◆ The data:
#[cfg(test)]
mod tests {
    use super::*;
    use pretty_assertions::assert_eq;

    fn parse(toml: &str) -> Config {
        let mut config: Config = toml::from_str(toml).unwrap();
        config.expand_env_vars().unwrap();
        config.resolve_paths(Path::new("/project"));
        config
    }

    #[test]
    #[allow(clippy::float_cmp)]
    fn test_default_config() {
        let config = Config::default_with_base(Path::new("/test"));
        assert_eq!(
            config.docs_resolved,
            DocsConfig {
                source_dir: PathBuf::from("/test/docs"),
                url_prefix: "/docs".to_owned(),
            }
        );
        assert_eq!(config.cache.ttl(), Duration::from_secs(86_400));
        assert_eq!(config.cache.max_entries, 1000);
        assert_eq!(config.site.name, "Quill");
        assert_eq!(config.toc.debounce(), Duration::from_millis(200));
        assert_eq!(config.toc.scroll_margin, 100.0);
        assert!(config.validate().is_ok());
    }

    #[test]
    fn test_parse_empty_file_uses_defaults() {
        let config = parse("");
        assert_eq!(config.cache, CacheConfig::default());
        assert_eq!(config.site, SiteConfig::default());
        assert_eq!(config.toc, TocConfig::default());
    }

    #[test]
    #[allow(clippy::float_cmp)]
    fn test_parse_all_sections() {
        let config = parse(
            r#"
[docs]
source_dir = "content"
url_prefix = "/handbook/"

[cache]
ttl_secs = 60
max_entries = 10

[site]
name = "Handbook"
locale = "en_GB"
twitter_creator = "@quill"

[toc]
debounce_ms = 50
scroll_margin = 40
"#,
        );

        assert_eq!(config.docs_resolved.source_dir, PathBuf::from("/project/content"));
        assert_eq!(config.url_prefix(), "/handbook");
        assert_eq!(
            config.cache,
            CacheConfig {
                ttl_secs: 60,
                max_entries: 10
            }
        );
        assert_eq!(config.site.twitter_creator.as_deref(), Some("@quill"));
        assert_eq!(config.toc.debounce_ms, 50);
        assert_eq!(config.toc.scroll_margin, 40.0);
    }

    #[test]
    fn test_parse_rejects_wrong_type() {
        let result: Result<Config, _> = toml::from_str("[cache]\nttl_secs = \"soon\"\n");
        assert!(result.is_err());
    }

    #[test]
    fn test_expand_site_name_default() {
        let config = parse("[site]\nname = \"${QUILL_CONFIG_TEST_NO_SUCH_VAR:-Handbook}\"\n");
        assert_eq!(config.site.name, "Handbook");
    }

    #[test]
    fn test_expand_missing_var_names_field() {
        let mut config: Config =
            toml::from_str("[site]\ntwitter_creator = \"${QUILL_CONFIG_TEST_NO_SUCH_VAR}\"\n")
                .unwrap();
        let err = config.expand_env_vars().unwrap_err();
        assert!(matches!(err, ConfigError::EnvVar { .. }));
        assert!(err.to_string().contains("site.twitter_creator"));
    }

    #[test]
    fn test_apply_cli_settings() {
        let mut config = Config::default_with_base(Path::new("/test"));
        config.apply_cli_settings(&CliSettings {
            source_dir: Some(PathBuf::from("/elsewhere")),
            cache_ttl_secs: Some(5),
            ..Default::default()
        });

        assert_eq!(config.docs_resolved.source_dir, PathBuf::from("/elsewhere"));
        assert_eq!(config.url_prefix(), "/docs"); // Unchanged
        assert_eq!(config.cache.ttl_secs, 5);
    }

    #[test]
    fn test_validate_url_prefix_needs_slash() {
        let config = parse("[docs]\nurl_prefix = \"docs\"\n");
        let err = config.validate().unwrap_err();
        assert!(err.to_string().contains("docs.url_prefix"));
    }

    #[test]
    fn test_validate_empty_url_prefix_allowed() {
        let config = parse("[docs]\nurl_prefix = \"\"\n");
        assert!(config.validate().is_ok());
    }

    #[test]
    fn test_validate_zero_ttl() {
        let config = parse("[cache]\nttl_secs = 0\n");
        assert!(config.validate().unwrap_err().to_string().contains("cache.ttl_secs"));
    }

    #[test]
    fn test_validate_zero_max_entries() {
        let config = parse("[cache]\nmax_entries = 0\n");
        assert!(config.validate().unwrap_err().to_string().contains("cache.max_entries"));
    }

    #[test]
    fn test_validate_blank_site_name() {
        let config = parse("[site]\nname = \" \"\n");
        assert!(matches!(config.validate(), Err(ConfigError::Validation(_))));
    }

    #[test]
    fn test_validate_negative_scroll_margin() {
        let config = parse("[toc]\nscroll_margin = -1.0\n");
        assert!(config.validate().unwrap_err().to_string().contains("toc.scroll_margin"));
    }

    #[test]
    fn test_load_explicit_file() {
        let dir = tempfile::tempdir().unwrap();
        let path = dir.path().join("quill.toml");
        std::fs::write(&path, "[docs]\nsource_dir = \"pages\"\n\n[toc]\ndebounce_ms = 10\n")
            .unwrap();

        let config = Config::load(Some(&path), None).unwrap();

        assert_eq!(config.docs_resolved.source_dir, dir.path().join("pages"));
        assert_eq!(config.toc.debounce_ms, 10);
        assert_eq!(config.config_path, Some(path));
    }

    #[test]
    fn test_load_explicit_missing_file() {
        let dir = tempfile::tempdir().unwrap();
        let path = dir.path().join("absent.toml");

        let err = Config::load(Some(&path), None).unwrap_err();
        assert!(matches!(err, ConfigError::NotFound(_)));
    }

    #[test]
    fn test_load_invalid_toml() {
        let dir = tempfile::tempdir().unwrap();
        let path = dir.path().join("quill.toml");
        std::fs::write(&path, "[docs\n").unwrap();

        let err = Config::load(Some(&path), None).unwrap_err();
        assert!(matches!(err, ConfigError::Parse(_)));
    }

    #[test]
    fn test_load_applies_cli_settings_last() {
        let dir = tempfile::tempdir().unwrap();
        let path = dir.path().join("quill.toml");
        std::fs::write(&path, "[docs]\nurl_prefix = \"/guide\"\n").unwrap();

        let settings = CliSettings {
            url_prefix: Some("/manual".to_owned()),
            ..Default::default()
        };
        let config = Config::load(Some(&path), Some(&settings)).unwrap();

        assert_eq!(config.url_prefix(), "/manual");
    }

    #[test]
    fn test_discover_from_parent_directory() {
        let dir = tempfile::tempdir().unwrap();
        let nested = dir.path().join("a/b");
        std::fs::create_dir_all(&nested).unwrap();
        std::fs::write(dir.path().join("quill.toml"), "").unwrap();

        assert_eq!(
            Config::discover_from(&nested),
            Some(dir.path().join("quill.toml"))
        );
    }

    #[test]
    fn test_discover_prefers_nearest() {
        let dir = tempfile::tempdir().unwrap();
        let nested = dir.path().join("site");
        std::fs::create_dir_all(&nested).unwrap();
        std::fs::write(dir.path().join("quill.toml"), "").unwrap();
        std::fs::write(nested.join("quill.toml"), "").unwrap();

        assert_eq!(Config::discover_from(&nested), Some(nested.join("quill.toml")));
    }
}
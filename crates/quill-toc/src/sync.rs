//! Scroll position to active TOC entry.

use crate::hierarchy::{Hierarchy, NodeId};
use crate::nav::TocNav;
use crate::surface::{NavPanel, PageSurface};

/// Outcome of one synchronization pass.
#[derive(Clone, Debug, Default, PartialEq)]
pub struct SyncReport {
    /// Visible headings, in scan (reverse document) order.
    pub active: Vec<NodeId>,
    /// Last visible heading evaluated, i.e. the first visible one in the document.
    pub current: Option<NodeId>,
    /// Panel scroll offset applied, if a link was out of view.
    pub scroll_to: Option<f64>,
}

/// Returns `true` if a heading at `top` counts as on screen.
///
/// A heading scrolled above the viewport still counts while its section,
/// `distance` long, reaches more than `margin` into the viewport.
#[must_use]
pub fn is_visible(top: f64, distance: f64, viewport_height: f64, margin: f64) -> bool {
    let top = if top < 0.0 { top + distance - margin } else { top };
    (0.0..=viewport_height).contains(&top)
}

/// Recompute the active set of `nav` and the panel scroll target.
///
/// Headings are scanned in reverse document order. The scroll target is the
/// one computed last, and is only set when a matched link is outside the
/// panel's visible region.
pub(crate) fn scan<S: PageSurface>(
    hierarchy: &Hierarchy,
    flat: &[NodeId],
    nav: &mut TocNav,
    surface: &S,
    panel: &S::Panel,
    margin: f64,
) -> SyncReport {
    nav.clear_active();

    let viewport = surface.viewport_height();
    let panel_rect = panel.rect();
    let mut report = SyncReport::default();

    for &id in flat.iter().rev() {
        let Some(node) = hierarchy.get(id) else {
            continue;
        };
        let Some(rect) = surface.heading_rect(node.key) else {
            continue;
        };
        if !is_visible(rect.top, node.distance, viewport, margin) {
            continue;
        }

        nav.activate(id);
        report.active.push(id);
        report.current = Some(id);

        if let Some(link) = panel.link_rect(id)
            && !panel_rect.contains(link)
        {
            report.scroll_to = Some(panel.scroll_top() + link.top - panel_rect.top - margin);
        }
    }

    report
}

◆ Task to carry out:
Take the lines above from the first through the one containing "config.expand_env_vars().unwrap();" and reproduce them exactly; include nothing else.

◆ Answer for this exercise:
#[cfg(test)]
mod tests {
    use super::*;
    use pretty_assertions::assert_eq;

    fn parse(toml: &str) -> Config {
        let mut config: Config = toml::from_str(toml).unwrap();
        config.expand_env_vars().unwrap();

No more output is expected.